ASSIGNMENT
Wherever "operations" shows up in the records below, copy the whole line.

___ EXTRACTED RECORDS ___

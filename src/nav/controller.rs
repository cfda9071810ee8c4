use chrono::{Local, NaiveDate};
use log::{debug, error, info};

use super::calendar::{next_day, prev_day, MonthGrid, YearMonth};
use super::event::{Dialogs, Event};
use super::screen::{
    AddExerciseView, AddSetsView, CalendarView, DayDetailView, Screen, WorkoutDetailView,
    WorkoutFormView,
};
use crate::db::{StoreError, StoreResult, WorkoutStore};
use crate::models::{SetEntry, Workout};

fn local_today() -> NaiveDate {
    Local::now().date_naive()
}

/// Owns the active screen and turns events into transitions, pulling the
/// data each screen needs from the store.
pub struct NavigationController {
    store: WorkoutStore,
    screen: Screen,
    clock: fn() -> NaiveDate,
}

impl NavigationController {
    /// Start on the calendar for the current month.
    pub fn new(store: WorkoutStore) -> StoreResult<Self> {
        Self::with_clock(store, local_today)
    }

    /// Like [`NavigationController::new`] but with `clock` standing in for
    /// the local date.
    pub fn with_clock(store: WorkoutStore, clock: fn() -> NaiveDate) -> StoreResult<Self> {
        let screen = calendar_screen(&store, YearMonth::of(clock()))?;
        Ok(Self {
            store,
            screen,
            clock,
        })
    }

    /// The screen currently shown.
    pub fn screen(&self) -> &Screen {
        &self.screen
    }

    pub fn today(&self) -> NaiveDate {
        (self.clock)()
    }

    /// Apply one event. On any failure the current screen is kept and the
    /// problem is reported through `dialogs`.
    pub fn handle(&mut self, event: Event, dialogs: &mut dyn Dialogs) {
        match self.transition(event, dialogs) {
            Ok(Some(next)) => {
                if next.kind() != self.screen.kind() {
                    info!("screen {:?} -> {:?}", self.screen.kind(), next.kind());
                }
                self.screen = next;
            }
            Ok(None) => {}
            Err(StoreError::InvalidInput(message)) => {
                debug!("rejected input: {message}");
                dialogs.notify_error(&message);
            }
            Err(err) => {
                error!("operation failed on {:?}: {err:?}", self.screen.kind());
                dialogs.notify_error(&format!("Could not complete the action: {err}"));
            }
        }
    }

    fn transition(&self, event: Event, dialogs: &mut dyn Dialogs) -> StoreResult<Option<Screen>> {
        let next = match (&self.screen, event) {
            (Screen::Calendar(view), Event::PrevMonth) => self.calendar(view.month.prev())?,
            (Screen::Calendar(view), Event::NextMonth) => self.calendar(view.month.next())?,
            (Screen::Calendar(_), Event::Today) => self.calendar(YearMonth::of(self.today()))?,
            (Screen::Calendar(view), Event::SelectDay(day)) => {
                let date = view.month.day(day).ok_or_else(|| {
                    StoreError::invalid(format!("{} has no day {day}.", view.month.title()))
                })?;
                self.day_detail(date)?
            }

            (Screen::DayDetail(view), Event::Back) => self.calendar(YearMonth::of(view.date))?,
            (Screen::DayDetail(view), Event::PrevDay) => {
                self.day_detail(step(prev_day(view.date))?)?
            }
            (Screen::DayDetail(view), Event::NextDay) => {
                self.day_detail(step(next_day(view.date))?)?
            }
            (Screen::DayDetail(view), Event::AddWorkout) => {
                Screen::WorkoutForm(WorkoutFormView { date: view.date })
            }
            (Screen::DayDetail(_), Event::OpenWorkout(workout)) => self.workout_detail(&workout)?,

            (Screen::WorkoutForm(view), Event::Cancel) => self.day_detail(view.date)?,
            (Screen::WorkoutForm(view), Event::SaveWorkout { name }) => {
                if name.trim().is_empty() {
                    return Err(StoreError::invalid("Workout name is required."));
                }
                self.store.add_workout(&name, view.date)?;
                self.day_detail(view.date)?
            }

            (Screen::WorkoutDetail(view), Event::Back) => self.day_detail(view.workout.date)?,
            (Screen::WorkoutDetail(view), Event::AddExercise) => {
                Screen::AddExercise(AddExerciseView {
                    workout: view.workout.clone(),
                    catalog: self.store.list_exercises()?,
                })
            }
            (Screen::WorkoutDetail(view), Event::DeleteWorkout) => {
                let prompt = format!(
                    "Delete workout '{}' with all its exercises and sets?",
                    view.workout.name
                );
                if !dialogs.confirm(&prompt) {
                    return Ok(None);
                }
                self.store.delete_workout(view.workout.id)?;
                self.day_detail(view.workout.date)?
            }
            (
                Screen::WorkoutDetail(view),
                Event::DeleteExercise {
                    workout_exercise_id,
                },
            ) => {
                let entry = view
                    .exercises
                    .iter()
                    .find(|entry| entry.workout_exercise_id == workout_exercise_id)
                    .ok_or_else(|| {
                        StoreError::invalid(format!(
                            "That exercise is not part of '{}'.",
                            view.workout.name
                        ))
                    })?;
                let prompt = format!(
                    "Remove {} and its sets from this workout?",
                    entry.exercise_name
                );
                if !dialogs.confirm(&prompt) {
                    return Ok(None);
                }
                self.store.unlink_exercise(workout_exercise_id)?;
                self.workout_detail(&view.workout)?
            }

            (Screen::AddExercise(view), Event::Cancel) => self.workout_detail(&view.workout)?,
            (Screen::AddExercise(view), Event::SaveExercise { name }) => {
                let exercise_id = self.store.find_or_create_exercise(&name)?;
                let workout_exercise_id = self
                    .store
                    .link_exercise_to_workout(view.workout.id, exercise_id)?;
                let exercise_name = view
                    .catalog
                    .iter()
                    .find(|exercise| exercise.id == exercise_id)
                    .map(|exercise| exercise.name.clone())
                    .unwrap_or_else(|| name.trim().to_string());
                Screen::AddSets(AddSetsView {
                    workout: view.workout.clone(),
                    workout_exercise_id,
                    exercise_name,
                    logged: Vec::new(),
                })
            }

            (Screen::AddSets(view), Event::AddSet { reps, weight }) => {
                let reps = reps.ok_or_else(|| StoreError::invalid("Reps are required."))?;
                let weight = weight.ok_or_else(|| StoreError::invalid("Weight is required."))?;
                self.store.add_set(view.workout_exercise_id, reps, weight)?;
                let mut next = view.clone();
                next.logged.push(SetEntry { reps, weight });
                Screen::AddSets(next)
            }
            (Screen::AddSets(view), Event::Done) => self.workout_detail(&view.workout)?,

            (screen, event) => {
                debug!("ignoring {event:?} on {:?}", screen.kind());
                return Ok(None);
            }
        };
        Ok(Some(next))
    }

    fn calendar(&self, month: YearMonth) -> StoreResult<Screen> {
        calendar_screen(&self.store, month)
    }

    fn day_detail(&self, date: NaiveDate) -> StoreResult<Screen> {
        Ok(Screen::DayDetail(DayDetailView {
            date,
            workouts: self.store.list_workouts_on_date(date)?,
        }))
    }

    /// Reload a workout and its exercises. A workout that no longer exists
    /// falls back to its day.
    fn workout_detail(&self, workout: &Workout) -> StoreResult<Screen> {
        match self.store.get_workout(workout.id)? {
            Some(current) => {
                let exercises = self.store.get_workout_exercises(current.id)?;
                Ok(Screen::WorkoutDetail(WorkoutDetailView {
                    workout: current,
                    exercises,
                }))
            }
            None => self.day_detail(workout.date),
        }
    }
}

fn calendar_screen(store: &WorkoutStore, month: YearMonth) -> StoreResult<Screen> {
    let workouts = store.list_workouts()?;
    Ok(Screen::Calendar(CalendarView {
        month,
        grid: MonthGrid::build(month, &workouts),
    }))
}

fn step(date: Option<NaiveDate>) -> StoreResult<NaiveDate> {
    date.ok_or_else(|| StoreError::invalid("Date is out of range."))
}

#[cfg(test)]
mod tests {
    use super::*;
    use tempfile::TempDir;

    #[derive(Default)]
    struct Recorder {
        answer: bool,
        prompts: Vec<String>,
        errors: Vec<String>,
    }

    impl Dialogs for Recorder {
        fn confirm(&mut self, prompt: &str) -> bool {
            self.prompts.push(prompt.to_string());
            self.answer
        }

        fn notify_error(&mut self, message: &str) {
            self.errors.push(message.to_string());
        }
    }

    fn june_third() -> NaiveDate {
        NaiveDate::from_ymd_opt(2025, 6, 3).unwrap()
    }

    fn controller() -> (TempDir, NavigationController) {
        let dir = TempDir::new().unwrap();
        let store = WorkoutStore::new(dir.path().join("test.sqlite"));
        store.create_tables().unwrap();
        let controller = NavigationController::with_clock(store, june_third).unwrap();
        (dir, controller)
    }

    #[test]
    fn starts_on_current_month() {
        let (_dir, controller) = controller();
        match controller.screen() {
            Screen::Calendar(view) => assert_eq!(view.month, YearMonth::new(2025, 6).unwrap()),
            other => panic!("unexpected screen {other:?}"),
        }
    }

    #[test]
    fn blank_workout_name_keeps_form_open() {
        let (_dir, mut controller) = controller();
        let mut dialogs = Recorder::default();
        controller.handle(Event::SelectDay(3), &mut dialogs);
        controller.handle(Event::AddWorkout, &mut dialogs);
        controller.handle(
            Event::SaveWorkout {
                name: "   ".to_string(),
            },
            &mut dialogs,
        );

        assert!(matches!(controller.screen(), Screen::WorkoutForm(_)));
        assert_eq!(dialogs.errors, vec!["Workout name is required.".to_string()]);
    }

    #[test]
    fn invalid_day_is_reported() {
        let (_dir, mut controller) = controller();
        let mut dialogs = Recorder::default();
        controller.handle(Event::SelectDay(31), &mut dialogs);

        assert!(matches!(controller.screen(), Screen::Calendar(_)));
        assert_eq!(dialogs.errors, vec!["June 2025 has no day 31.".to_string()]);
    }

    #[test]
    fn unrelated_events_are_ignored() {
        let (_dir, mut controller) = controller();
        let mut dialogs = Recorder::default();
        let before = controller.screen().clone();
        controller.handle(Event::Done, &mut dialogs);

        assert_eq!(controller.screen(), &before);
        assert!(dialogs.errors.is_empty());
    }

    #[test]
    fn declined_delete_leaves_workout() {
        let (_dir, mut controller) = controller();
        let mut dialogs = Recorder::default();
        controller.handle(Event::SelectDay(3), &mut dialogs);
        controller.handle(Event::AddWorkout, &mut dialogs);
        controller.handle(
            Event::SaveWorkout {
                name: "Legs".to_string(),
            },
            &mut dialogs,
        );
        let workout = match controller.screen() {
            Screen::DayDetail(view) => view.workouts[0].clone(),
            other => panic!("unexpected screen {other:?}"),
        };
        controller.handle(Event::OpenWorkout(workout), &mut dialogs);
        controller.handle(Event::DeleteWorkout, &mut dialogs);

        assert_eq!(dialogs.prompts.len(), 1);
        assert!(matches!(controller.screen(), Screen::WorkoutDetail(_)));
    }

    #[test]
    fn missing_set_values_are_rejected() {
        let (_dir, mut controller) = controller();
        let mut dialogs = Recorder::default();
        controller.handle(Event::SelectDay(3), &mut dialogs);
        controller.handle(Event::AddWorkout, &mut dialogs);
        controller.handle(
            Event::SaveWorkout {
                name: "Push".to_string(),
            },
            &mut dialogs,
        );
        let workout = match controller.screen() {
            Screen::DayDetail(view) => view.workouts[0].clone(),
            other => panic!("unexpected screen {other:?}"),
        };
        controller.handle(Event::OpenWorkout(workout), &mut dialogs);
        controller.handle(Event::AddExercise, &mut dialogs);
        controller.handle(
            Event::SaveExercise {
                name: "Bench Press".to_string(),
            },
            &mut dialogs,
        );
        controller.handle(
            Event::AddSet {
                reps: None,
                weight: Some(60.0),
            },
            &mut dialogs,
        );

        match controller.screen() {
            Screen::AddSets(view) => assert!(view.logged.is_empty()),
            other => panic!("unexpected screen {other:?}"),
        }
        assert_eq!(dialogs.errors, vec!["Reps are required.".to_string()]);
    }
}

___
___ EXTRACTED RECORDS ___

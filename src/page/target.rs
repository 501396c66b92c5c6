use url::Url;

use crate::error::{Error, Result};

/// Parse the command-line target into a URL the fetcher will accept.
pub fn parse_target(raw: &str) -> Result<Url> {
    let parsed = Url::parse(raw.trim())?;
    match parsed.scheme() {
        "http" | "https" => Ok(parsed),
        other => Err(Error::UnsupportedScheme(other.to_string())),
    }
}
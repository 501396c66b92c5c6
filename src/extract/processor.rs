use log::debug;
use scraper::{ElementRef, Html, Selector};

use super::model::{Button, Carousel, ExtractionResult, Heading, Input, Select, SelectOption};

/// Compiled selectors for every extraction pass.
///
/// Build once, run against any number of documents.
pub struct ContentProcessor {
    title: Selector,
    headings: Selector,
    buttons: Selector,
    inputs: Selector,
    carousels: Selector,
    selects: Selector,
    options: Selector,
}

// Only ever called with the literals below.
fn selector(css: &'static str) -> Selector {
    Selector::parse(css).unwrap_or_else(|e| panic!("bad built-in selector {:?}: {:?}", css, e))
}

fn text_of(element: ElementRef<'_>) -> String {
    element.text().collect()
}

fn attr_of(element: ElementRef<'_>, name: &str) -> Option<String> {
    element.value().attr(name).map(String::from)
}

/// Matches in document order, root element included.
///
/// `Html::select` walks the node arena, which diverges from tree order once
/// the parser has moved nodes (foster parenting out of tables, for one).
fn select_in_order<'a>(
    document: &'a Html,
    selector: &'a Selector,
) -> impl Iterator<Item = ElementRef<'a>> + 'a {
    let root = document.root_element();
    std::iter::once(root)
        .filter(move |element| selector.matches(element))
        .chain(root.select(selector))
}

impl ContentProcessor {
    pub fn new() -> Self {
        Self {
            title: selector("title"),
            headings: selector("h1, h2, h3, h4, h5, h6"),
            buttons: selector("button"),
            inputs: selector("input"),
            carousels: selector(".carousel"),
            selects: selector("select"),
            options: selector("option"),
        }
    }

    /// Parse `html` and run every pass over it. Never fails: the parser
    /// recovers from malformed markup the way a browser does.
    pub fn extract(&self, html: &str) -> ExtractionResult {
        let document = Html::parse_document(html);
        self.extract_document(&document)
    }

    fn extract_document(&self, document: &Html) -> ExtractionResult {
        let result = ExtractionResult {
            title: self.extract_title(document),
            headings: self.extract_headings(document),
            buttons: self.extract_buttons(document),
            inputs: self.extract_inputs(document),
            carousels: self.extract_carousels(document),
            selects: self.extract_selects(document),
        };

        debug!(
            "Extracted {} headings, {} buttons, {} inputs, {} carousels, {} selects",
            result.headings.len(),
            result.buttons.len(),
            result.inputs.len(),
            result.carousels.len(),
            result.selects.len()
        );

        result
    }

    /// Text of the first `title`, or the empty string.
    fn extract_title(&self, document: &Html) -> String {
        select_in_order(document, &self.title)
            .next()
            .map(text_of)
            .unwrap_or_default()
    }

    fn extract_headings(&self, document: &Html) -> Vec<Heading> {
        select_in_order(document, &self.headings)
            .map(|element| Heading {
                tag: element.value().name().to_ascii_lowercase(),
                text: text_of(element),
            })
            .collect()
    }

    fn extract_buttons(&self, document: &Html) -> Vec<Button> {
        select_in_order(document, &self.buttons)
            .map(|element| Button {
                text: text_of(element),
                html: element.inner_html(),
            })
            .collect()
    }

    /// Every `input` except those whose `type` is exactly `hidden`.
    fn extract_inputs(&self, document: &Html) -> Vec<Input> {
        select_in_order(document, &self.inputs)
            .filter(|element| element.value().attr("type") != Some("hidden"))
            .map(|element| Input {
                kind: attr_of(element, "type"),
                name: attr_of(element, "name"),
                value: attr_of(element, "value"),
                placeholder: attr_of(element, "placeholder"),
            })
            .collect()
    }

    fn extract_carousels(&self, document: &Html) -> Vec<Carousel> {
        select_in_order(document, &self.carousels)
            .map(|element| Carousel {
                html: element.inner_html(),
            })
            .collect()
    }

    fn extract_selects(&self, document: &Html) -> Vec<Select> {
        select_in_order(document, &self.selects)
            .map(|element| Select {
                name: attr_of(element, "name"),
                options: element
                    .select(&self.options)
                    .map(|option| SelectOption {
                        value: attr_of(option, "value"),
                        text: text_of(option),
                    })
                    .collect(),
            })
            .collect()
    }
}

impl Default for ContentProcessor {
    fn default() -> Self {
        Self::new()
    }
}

___
___ EXTRACTED RECORDS ___

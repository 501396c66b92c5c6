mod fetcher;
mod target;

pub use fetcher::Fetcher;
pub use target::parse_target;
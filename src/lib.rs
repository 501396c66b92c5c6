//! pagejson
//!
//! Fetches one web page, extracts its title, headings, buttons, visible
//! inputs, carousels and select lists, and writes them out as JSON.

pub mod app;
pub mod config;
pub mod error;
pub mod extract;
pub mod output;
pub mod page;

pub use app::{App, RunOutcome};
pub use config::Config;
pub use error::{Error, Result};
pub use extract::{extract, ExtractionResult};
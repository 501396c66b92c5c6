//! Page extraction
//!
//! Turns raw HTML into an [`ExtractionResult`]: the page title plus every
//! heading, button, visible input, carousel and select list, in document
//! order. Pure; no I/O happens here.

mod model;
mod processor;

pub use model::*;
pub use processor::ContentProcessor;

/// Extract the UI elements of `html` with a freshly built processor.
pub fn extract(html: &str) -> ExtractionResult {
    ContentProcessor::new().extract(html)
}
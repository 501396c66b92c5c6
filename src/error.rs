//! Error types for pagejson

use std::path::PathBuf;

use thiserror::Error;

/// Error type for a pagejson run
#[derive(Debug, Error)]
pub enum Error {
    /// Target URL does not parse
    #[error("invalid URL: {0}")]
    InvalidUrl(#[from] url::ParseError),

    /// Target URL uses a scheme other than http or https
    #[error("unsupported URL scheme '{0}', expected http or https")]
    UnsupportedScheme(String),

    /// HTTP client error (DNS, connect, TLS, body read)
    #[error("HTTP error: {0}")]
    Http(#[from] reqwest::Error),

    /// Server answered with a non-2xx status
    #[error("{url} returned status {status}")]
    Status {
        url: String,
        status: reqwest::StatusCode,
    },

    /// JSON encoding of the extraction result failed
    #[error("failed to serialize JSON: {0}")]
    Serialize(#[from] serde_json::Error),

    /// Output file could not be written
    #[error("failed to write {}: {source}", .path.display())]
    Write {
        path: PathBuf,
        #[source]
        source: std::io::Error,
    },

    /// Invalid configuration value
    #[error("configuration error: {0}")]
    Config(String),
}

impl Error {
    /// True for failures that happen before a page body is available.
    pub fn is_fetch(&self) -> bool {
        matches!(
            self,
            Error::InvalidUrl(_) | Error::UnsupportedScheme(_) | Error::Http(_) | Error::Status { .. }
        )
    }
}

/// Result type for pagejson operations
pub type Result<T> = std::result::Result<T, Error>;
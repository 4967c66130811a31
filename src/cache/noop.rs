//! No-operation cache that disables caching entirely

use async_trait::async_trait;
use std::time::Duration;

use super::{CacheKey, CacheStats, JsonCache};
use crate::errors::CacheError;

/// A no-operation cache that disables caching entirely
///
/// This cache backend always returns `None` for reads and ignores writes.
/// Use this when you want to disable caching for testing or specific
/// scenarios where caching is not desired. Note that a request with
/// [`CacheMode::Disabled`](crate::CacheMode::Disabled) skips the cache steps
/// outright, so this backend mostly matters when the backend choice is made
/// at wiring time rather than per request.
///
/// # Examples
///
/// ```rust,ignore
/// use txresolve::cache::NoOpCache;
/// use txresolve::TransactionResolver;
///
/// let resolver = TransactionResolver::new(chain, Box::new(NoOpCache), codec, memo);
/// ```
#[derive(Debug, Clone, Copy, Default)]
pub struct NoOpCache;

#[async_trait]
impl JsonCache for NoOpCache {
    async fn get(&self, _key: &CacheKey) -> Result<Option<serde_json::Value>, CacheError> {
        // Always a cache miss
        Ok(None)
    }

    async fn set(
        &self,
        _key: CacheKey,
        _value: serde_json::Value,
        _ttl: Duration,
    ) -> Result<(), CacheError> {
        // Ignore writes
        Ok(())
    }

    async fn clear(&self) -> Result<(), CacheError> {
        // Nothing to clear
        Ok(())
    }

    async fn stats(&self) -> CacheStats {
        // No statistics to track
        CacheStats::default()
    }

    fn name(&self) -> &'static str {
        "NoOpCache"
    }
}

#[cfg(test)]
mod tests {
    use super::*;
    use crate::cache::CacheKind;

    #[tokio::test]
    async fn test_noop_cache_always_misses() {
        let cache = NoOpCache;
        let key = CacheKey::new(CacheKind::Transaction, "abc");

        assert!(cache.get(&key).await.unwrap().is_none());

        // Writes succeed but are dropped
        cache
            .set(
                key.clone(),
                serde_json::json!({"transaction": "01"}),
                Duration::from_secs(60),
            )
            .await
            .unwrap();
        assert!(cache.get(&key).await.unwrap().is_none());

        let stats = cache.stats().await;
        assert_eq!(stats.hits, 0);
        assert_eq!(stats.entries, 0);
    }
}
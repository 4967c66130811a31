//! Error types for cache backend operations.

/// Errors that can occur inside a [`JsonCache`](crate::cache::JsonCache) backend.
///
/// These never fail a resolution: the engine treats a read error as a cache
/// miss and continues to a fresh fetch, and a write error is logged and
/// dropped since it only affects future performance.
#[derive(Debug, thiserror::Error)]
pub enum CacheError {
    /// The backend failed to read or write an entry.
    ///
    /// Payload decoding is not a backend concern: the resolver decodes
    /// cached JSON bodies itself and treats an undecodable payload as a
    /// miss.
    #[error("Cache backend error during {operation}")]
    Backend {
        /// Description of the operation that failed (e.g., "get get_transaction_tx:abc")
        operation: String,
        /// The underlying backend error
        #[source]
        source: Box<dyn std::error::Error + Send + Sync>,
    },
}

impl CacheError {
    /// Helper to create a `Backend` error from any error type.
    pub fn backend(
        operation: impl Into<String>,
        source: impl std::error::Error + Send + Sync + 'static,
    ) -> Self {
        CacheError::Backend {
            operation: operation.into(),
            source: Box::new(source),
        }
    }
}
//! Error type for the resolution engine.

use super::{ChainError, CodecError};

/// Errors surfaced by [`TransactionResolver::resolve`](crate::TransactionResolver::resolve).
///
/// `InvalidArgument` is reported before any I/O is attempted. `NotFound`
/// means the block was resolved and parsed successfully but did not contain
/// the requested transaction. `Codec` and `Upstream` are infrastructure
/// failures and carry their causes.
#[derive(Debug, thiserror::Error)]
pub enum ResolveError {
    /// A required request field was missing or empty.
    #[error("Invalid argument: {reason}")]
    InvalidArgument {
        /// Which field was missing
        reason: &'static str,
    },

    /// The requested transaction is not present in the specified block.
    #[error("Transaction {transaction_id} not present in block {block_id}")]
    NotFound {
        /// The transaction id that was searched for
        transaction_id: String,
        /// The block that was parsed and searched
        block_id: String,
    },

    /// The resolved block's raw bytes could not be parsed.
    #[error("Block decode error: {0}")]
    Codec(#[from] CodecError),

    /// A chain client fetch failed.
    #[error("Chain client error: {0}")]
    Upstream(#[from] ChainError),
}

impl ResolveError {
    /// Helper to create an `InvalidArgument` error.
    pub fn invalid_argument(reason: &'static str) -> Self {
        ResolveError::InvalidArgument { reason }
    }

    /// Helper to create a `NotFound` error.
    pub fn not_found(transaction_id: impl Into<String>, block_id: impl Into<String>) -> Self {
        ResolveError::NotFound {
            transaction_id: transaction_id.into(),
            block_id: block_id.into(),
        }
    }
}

___

RESPONSE AREA
/// Result type for pagejson operations
//! Error types for cache backend operations.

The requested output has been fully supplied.